Companies: Harmonic offers software, products, system solutions and services for video delivery worldwide. Its products enable customers to create, prepare, store, play, and deliver a range of broadcast and streaming video services to consumer devices such as televisions, PCs, laptops, tablets, and smartphones. The company has two businesses – video and cable access. The Video segment provides cable operators, satellite and telecommunications service providers as well as broadcasting and media companies, including streaming media companies, solutions and services for video processing, production and playback worldwide. The video business infrastructure solutions are delivered by shipping products, software licenses or as SaaS subscriptions. The cable access business provides cable access solutions and related services primarily to cable operators worldwide.

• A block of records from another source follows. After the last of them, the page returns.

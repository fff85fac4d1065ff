//! Terminal state queries and resignation

use super::Game;
use crate::error::{ChessEngineError, ChessEngineResult};
use crate::types::{Color, GameStatus, Identity, WinReason};

impl Game {
    pub fn status(&self) -> GameStatus {
        self.status
    }

    pub fn is_over(&self) -> bool {
        !self.status.is_ongoing()
    }

    /// Has `identity` won, by checkmate or by the opponent resigning?
    pub fn has_won(&self, identity: &Identity) -> bool {
        self.color_of(identity)
            .is_some_and(|color| self.status.winner() == Some(color))
    }

    /// Identity of the winner, if the game ended decisively
    pub fn winner(&self) -> Option<&Identity> {
        self.status.winner().map(|color| self.player(color))
    }

    /// `identity` concedes; returns the winning color
    ///
    /// # Errors
    ///
    /// [`ChessEngineError::GameOver`] if the game already ended,
    /// [`ChessEngineError::NotAPlayer`] for anyone else.
    pub fn resign(&mut self, identity: &Identity) -> ChessEngineResult<Color> {
        if self.is_over() {
            return Err(ChessEngineError::GameOver);
        }
        let color = self
            .color_of(identity)
            .ok_or_else(|| ChessEngineError::NotAPlayer {
                identity: identity.to_string(),
            })?;

        let winner = color.opposite();
        self.status = GameStatus::Win {
            winner,
            reason: WinReason::Resignation,
        };
        Ok(winner)
    }
}
//! Per-match fan-out of game events
//!
//! The hub keeps an ordered list of [`Subscriber`]s per match. A subscriber
//! is anything that can accept an event and report when its peer is gone;
//! SSE and WebSocket handlers both use [`ChannelSubscriber`].
//!
//! Broadcasting copies the subscriber list under the lock, releases it, then
//! delivers. A failed delivery prunes that subscriber and never stops the
//! others.

use std::collections::HashMap;
use std::sync::atomic::{AtomicU64, Ordering};
use std::sync::{Arc, Weak};

use chess_engine::MatchId;
use parking_lot::Mutex;
use thiserror::Error;
use tokio::sync::mpsc;

use crate::protocol::GameEvent;

/// The receiving end has disconnected
#[derive(Error, Debug, Clone, Copy, PartialEq, Eq)]
#[error("Subscriber is gone")]
pub struct SubscriberGone;

/// A push-capable connection watching one match
pub trait Subscriber: Send + Sync {
    /// Deliver without blocking
    fn send(&self, event: &GameEvent) -> Result<(), SubscriberGone>;
}

/// Forwards events into an unbounded channel drained by a connection task
pub struct ChannelSubscriber {
    tx: mpsc::UnboundedSender<GameEvent>,
}

impl ChannelSubscriber {
    pub fn new() -> (Self, mpsc::UnboundedReceiver<GameEvent>) {
        let (tx, rx) = mpsc::unbounded_channel();
        (ChannelSubscriber { tx }, rx)
    }
}

impl Subscriber for ChannelSubscriber {
    fn send(&self, event: &GameEvent) -> Result<(), SubscriberGone> {
        self.tx.send(event.clone()).map_err(|_| SubscriberGone)
    }
}

type SubscriberList = Vec<(u64, Arc<dyn Subscriber>)>;

#[derive(Default)]
pub struct ObserverHub {
    next_id: AtomicU64,
    matches: Mutex<HashMap<MatchId, SubscriberList>>,
}

/// Subscribers of one match at a point in time
pub struct Recipients {
    match_id: MatchId,
    targets: SubscriberList,
}

impl Recipients {
    pub fn len(&self) -> usize {
        self.targets.len()
    }

    pub fn is_empty(&self) -> bool {
        self.targets.is_empty()
    }
}

/// Keeps a subscriber registered; dropping it unsubscribes
#[must_use = "dropping the subscription unsubscribes immediately"]
pub struct Subscription {
    hub: Weak<ObserverHub>,
    match_id: MatchId,
    id: u64,
}

impl Drop for Subscription {
    fn drop(&mut self) {
        if let Some(hub) = self.hub.upgrade() {
            hub.unsubscribe(&self.match_id, self.id);
        }
    }
}

impl ObserverHub {
    pub fn new() -> Arc<Self> {
        Arc::new(ObserverHub::default())
    }

    pub fn subscribe(
        self: &Arc<Self>,
        match_id: &MatchId,
        subscriber: Arc<dyn Subscriber>,
    ) -> Subscription {
        let id = self.next_id.fetch_add(1, Ordering::Relaxed);
        self.matches
            .lock()
            .entry(match_id.clone())
            .or_default()
            .push((id, subscriber));

        tracing::debug!("Subscriber {} watching match {}", id, match_id);

        Subscription {
            hub: Arc::downgrade(self),
            match_id: match_id.clone(),
            id,
        }
    }

    /// Subscribe a fresh [`ChannelSubscriber`] and hand back its receiver
    ///
    /// The receiver yields `None` once the match is closed.
    pub fn channel(
        self: &Arc<Self>,
        match_id: &MatchId,
    ) -> (Subscription, mpsc::UnboundedReceiver<GameEvent>) {
        let (subscriber, rx) = ChannelSubscriber::new();
        let subscription = self.subscribe(match_id, Arc::new(subscriber));
        (subscription, rx)
    }

    fn unsubscribe(&self, match_id: &MatchId, id: u64) {
        let mut matches = self.matches.lock();
        if let Some(list) = matches.get_mut(match_id) {
            list.retain(|(sub_id, _)| *sub_id != id);
            if list.is_empty() {
                matches.remove(match_id);
            }
        }
    }

    /// Copy the current subscriber list of a match
    ///
    /// The registry takes this while it still holds the match lock and
    /// delivers after releasing it, so a match closed in between still
    /// reaches everyone who was watching when the event happened.
    pub fn recipients(&self, match_id: &MatchId) -> Recipients {
        let targets = self
            .matches
            .lock()
            .get(match_id)
            .cloned()
            .unwrap_or_default();
        Recipients {
            match_id: match_id.clone(),
            targets,
        }
    }

    /// Best-effort delivery to every current subscriber
    ///
    /// Returns how many subscribers received the event.
    pub fn broadcast(&self, match_id: &MatchId, event: &GameEvent) -> usize {
        self.deliver(self.recipients(match_id), event)
    }

    /// Send to a list taken earlier with [`ObserverHub::recipients`]
    pub fn deliver(&self, recipients: Recipients, event: &GameEvent) -> usize {
        let Recipients { match_id, targets } = recipients;

        let mut delivered = 0;
        let mut gone = Vec::new();
        for (id, subscriber) in &targets {
            match subscriber.send(event) {
                Ok(()) => delivered += 1,
                Err(SubscriberGone) => gone.push(*id),
            }
        }

        if !gone.is_empty() {
            tracing::warn!(
                "Pruning {} disconnected subscriber(s) from match {}",
                gone.len(),
                match_id
            );
            for id in gone {
                self.unsubscribe(&match_id, id);
            }
        }

        delivered
    }

    /// Forget every subscriber of a finished match
    ///
    /// Channel subscribers see their receiver end once the last sender is
    /// dropped here.
    pub fn close(&self, match_id: &MatchId) {
        self.matches.lock().remove(match_id);
    }

    pub fn subscriber_count(&self, match_id: &MatchId) -> usize {
        self.matches.lock().get(match_id).map_or(0, Vec::len)
    }
}

#[cfg(test)]
mod tests {
    use super::*;
    use crate::protocol::ResignEvent;
    use chess_engine::{Color, Identity};

    fn resign_event() -> GameEvent {
        GameEvent::Resign(ResignEvent {
            resigned_identity: Identity::new("alice"),
            winner: Color::Black,
        })
    }

    struct Broken;

    impl Subscriber for Broken {
        fn send(&self, _event: &GameEvent) -> Result<(), SubscriberGone> {
            Err(SubscriberGone)
        }
    }

    #[test]
    fn test_broadcast_reaches_every_subscriber_in_order() {
        let hub = ObserverHub::new();
        let id = MatchId::from("m");
        let (_first, mut rx1) = hub.channel(&id);
        let (_second, mut rx2) = hub.channel(&id);

        assert_eq!(hub.broadcast(&id, &resign_event()), 2);
        assert_eq!(rx1.try_recv().ok(), Some(resign_event()));
        assert_eq!(rx2.try_recv().ok(), Some(resign_event()));
    }

    #[test]
    fn test_dropping_subscription_unsubscribes() {
        let hub = ObserverHub::new();
        let id = MatchId::from("m");
        let (subscription, _rx) = hub.channel(&id);
        assert_eq!(hub.subscriber_count(&id), 1);
        drop(subscription);
        assert_eq!(hub.subscriber_count(&id), 0);
    }

    #[test]
    fn test_failed_subscriber_is_pruned_without_blocking_others() {
        let hub = ObserverHub::new();
        let id = MatchId::from("m");
        let _broken = hub.subscribe(&id, Arc::new(Broken));
        let (_ok, mut rx) = hub.channel(&id);

        assert_eq!(hub.broadcast(&id, &resign_event()), 1);
        assert!(rx.try_recv().is_ok());
        assert_eq!(hub.subscriber_count(&id), 1);
    }

    #[test]
    fn test_dropped_receiver_is_pruned() {
        let hub = ObserverHub::new();
        let id = MatchId::from("m");
        let (_subscription, rx) = hub.channel(&id);
        drop(rx);
        assert_eq!(hub.broadcast(&id, &resign_event()), 0);
        assert_eq!(hub.subscriber_count(&id), 0);
    }

    #[test]
    fn test_close_ends_receivers() {
        let hub = ObserverHub::new();
        let id = MatchId::from("m");
        let (_subscription, mut rx) = hub.channel(&id);
        hub.close(&id);
        assert!(matches!(
            rx.try_recv(),
            Err(mpsc::error::TryRecvError::Disconnected)
        ));
    }

    #[test]
    fn test_recipients_taken_before_close_still_receive() {
        let hub = ObserverHub::new();
        let id = MatchId::from("m");
        let (_subscription, mut rx) = hub.channel(&id);

        let recipients = hub.recipients(&id);
        hub.close(&id);
        assert_eq!(recipients.len(), 1);

        assert_eq!(hub.deliver(recipients, &resign_event()), 1);
        assert_eq!(rx.try_recv().ok(), Some(resign_event()));
        assert!(matches!(
            rx.try_recv(),
            Err(mpsc::error::TryRecvError::Disconnected)
        ));
    }

    #[test]
    fn test_other_matches_are_untouched() {
        let hub = ObserverHub::new();
        let (_a, mut rx_a) = hub.channel(&MatchId::from("a"));
        let (_b, mut rx_b) = hub.channel(&MatchId::from("b"));
        hub.broadcast(&MatchId::from("a"), &resign_event());
        assert!(rx_a.try_recv().is_ok());
        assert!(rx_b.try_recv().is_err());
    }
}
//! Server configuration loaded from the environment
//!
//! `main` calls `dotenv::dotenv()` first, so a `.env` file works too.

use std::net::SocketAddr;

use chrono::Duration;
use thiserror::Error;

pub const DEFAULT_DATABASE_URL: &str = "sqlite:chess.db";
pub const DEFAULT_BIND_ADDR: &str = "0.0.0.0:3000";
pub const DEV_JWT_SECRET: &str = "dev-secret-change-me";
pub const DEFAULT_TOKEN_TTL_DAYS: i64 = 7;
pub const DEFAULT_PERSIST_RETRIES: u32 = 3;

#[derive(Error, Debug, PartialEq, Eq)]
pub enum ConfigError {
    #[error("{key}={value:?} is invalid: {reason}")]
    Invalid {
        key: &'static str,
        value: String,
        reason: String,
    },
}

#[derive(Debug, Clone)]
pub struct ServerConfig {
    pub database_url: String,
    pub bind_addr: SocketAddr,
    pub jwt_secret: String,
    pub token_ttl: Duration,
    /// Attempts per finished-match record before it is dropped
    pub persist_retries: u32,
}

impl Default for ServerConfig {
    fn default() -> Self {
        ServerConfig {
            database_url: DEFAULT_DATABASE_URL.to_string(),
            bind_addr: SocketAddr::from(([0, 0, 0, 0], 3000)),
            jwt_secret: DEV_JWT_SECRET.to_string(),
            token_ttl: Duration::days(DEFAULT_TOKEN_TTL_DAYS),
            persist_retries: DEFAULT_PERSIST_RETRIES,
        }
    }
}

impl ServerConfig {
    pub fn from_env() -> Result<Self, ConfigError> {
        Self::from_lookup(|key| std::env::var(key).ok())
    }

    /// Build from any key lookup; unset keys take their defaults
    pub fn from_lookup<F>(lookup: F) -> Result<Self, ConfigError>
    where
        F: Fn(&str) -> Option<String>,
    {
        let database_url =
            lookup("DATABASE_URL").unwrap_or_else(|| DEFAULT_DATABASE_URL.to_string());

        let bind_addr = parse(
            "BIND_ADDR",
            lookup("BIND_ADDR").unwrap_or_else(|| DEFAULT_BIND_ADDR.to_string()),
        )?;

        let jwt_secret = match lookup("JWT_SECRET") {
            Some(secret) if !secret.is_empty() => secret,
            _ => {
                tracing::warn!("JWT_SECRET not set, using the development secret");
                DEV_JWT_SECRET.to_string()
            }
        };

        let ttl_days: i64 = match lookup("TOKEN_TTL_DAYS") {
            Some(value) => parse("TOKEN_TTL_DAYS", value)?,
            None => DEFAULT_TOKEN_TTL_DAYS,
        };
        if ttl_days <= 0 {
            return Err(ConfigError::Invalid {
                key: "TOKEN_TTL_DAYS",
                value: ttl_days.to_string(),
                reason: "must be positive".to_string(),
            });
        }

        let persist_retries = match lookup("PERSIST_RETRIES") {
            Some(value) => parse("PERSIST_RETRIES", value)?,
            None => DEFAULT_PERSIST_RETRIES,
        };

        Ok(ServerConfig {
            database_url,
            bind_addr,
            jwt_secret,
            token_ttl: Duration::days(ttl_days),
            persist_retries: persist_retries.max(1),
        })
    }
}

fn parse<T>(key: &'static str, value: String) -> Result<T, ConfigError>
where
    T: std::str::FromStr,
    T::Err: std::fmt::Display,
{
    value.parse().map_err(|err: T::Err| ConfigError::Invalid {
        key,
        reason: err.to_string(),
        value,
    })
}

Market value: $ 782 million ($ 7.76 per share)

Activist: Scopia Capital Management

Percentage ownership: 9.61%

Average cost: $ 5.72

Activist Comment: Scopia has historically not been an activist investor. However, activist investor Jerome Lande (of Coppersmith Capital and previously MMI Investors) has pooled its operations in Scopia to run an activist portfolio within the company and to advise and support activists in relation to Scopia’s larger portfolio -short funds.

What’s happening:

On April 9, 2021, Scopia and the company entered into a cooperation agreement under which, as long as Scopia owns 5% of the company’s common stock, they have the right to appoint two directors to the Board of Directors, one of whom is Jerome Lande, head of the department for special situations at Scopia and the other as an independent director. Such appointment may be made at any time prior to the earlier date of (x) 15 days prior to the deadline for directors’ submission of shareholder proposals for the Company’s 2022 Annual Meeting and (y) 75 days prior to the first anniversary of the 2021 Annual Meeting. Scopia agreed to comply with standard voting and standstill rules.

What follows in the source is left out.